Let’s say you’re taking a photo of your tour group hiking up a hill, and in the shot they’ll be backlit by the sun and bright blue sky. If you are not in HDR mode, the sky will either be overexposed, but the people visible, or the sky looking normal, and the photo will only show a silhouette of the people. But in HDR mode, it will take two shots, of both types of exposures, and combine them into one great photo, where both the people and sky are visible. Unfortunately, it doesn’t always work perfectly, but it will certainly improve your chances of taking a great photo! You can also set your phone to save both the HDR photo and regular photo, so you really have nothing to lose from leaving HDR mode on all the time.
I didn’t take this photo myself, but I think it is a great example of what HDR can do:
If your iPhone has portrait mode, you should definitely be using it when taking photos of your guests or your guides. Only iPhone 7 Plus, 8 Plus, and X have this feature, but if you are looking to take photos of your guides for your About Us page, you should see if anyone you know has one of these iPhones for you to borrow, because the portrait mode photos will look very professional. Portrait Mode gives you instructions while you’re gearing up to take the photo, it will tell you if the area is too dark, or too close or far.The best part of portrait mode is that it will add a depth effect to your photo, you can see an example of this in the photo here. And if you later decide that you don’t want that photo to have the depth effect, you can remove it by clicking edit, then tapping “portrait” at the top of your screen. This will remove the effect, and if you want to add it back, all you have to to do is re-tap Portrait.
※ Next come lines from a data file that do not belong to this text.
//! Reservation-site adapter: resolves restaurant ids from their pages and
//! reads the vacancy calendar.

use super::{Availability, FetchError, IdentifierResolver, ResolveError, Snapshot, SnapshotProvider};
use crate::config::ServerConfig;

use async_trait::async_trait;
use chrono::{Local, NaiveDate};
use regex::Regex;
use reqwest::header::{HeaderMap, HeaderValue, USER_AGENT};
use serde::Deserialize;
use std::sync::OnceLock;
use std::time::Duration;

const BROWSER_USER_AGENT: &str = "Mozilla/5.0 (Windows NT 10.0; Win64; x64) AppleWebKit/537.36 (KHTML, like Gecko) Chrome/91.0.4472.124 Safari/537.36";

/// HTTP client for the reservation calendar.
///
/// One instance owns one connection pool, shared by every watch on every tick.
#[derive(Clone)]
pub struct TabelogClient {
    client: reqwest::Client,
    calendar_url: String,
    seating_time: String,
    party_size: u32,
    timeout: Duration,
}

impl TabelogClient {
    pub fn new(cfg: &ServerConfig) -> Result<Self, reqwest::Error> {
        let mut headers = HeaderMap::new();
        headers.insert(USER_AGENT, HeaderValue::from_static(BROWSER_USER_AGENT));
        headers.insert("X-Requested-With", HeaderValue::from_static("XMLHttpRequest"));

        let mut builder = reqwest::Client::builder()
            .default_headers(headers)
            .timeout(cfg.request_timeout());

        if let Some(proxy) = &cfg.proxy {
            builder = builder.proxy(reqwest::Proxy::all(proxy)?);
        }

        Ok(Self {
            client: builder.build()?,
            calendar_url: cfg.calendar_url.clone(),
            seating_time: cfg.seating_time.clone(),
            party_size: cfg.party_size,
            timeout: cfg.request_timeout(),
        })
    }
}

#[async_trait]
impl IdentifierResolver for TabelogClient {
    async fn resolve(&self, target_ref: &str) -> Result<String, ResolveError> {
        let response = self.client.get(target_ref).send().await.map_err(|e| {
            if e.is_timeout() {
                ResolveError::Timeout(self.timeout)
            } else {
                ResolveError::Network(e.to_string())
            }
        })?;

        let status = response.status();
        if !status.is_success() {
            return Err(ResolveError::Status(status.as_u16()));
        }

        let body = response
            .text()
            .await
            .map_err(|e| ResolveError::Network(e.to_string()))?;

        extract_restaurant_id(&body).ok_or_else(|| ResolveError::NotFound(target_ref.to_string()))
    }
}

#[async_trait]
impl SnapshotProvider for TabelogClient {
    async fn fetch(&self, resolved_id: &str) -> Result<Snapshot, FetchError> {
        let search_date = Local::now().format("%Y%m%d").to_string();
        let party_size = self.party_size.to_string();

        let response = self
            .client
            .get(&self.calendar_url)
            .query(&[
                ("rst_id", resolved_id),
                ("svd", search_date.as_str()),
                ("svt", self.seating_time.as_str()),
                ("svps", party_size.as_str()),
            ])
            .send()
            .await
            .map_err(|e| {
                if e.is_timeout() {
                    FetchError::Timeout(self.timeout)
                } else {
                    FetchError::Network(e.to_string())
                }
            })?;

        let status = response.status();
        if status != reqwest::StatusCode::OK {
            return Err(FetchError::Status(status.as_u16()));
        }

        let body = response
            .text()
            .await
            .map_err(|e| FetchError::Network(e.to_string()))?;

        let snapshot = parse_vacancy(&body)?;
        if snapshot.is_empty() {
            tracing::debug!(resolved_id, "Calendar returned no dates");
        }
        Ok(snapshot)
    }
}

/// Pull the numeric restaurant id out of a restaurant page.
pub fn extract_restaurant_id(html: &str) -> Option<String> {
    static RST_ID: OnceLock<Regex> = OnceLock::new();
    let re = RST_ID.get_or_init(|| Regex::new(r#"data-rst-id="(\d+)""#).expect("valid regex"));

    re.captures(html).map(|c| c[1].to_string())
}

#[derive(Debug, Deserialize)]
struct VacancyResponse {
    #[serde(default)]
    list: Option<Vec<VacancyDay>>,
}

#[derive(Debug, Deserialize)]
struct VacancyDay {
    year: i32,
    month: u32,
    day: u32,
    available: u8,
}

/// Decode a vacancy payload into a snapshot.
///
/// A payload without a `list` is an empty calendar, not an error. Unknown
/// codes and impossible dates are rejected here so nothing downstream ever
/// sees raw values.
pub fn parse_vacancy(body: &str) -> Result<Snapshot, FetchError> {
    let payload: Option<VacancyResponse> =
        serde_json::from_str(body).map_err(|e| FetchError::Payload(e.to_string()))?;

    let days = payload.and_then(|p| p.list).unwrap_or_default();

    let mut snapshot = Snapshot::new();
    for item in days {
        let date = NaiveDate::from_ymd_opt(item.year, item.month, item.day).ok_or_else(|| {
            FetchError::Payload(format!(
                "invalid date {}-{}-{}",
                item.year, item.month, item.day
            ))
        })?;
        let availability = Availability::try_from(item.available).map_err(FetchError::Payload)?;
        snapshot.insert(date, availability);
    }

    Ok(snapshot)
}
Zooming with an iPhone is a quick way to take a really terrible photo! Instead of zooming, just get closer to your subject if you can.
If you’re trying to get a great action shot for your website, let’s say of one of your guests surfing or mountain biking, try shooting in Burst Mode. Burst Mode will allow you to capture every movement and moment by taking a high number of photos extremely fast, and then you can choose the best action shot later.
To shoot a burst, just hold down the capture button for as long as you please, and your phone will rapidly take photos. You can then choose which ones to keep, out of the perhaps dozens of photos you just took, by going to your photos, clicking the one you did the burst for, then tapping “select” at the bottom of the screen. Here you can look through the photos in the burst, and tap the ones you like (a blue check mark will appear on the bottom right of the photo). Once you click “done,” it will ask you if you want to keep all the photos or just the three you selected. If you click “Keep Everything,” the entire burst will be saved, but the ones you selected will show up in your photo library as regular photos, not as part of a burst.
If you’re not able to hire a professional photographer or rent a high quality camera, I hope this guide helps you improve the content of your tour and activity website. And remember, you can always edit the photos using Photoshop or even apple’s Photos app to further improve the quality.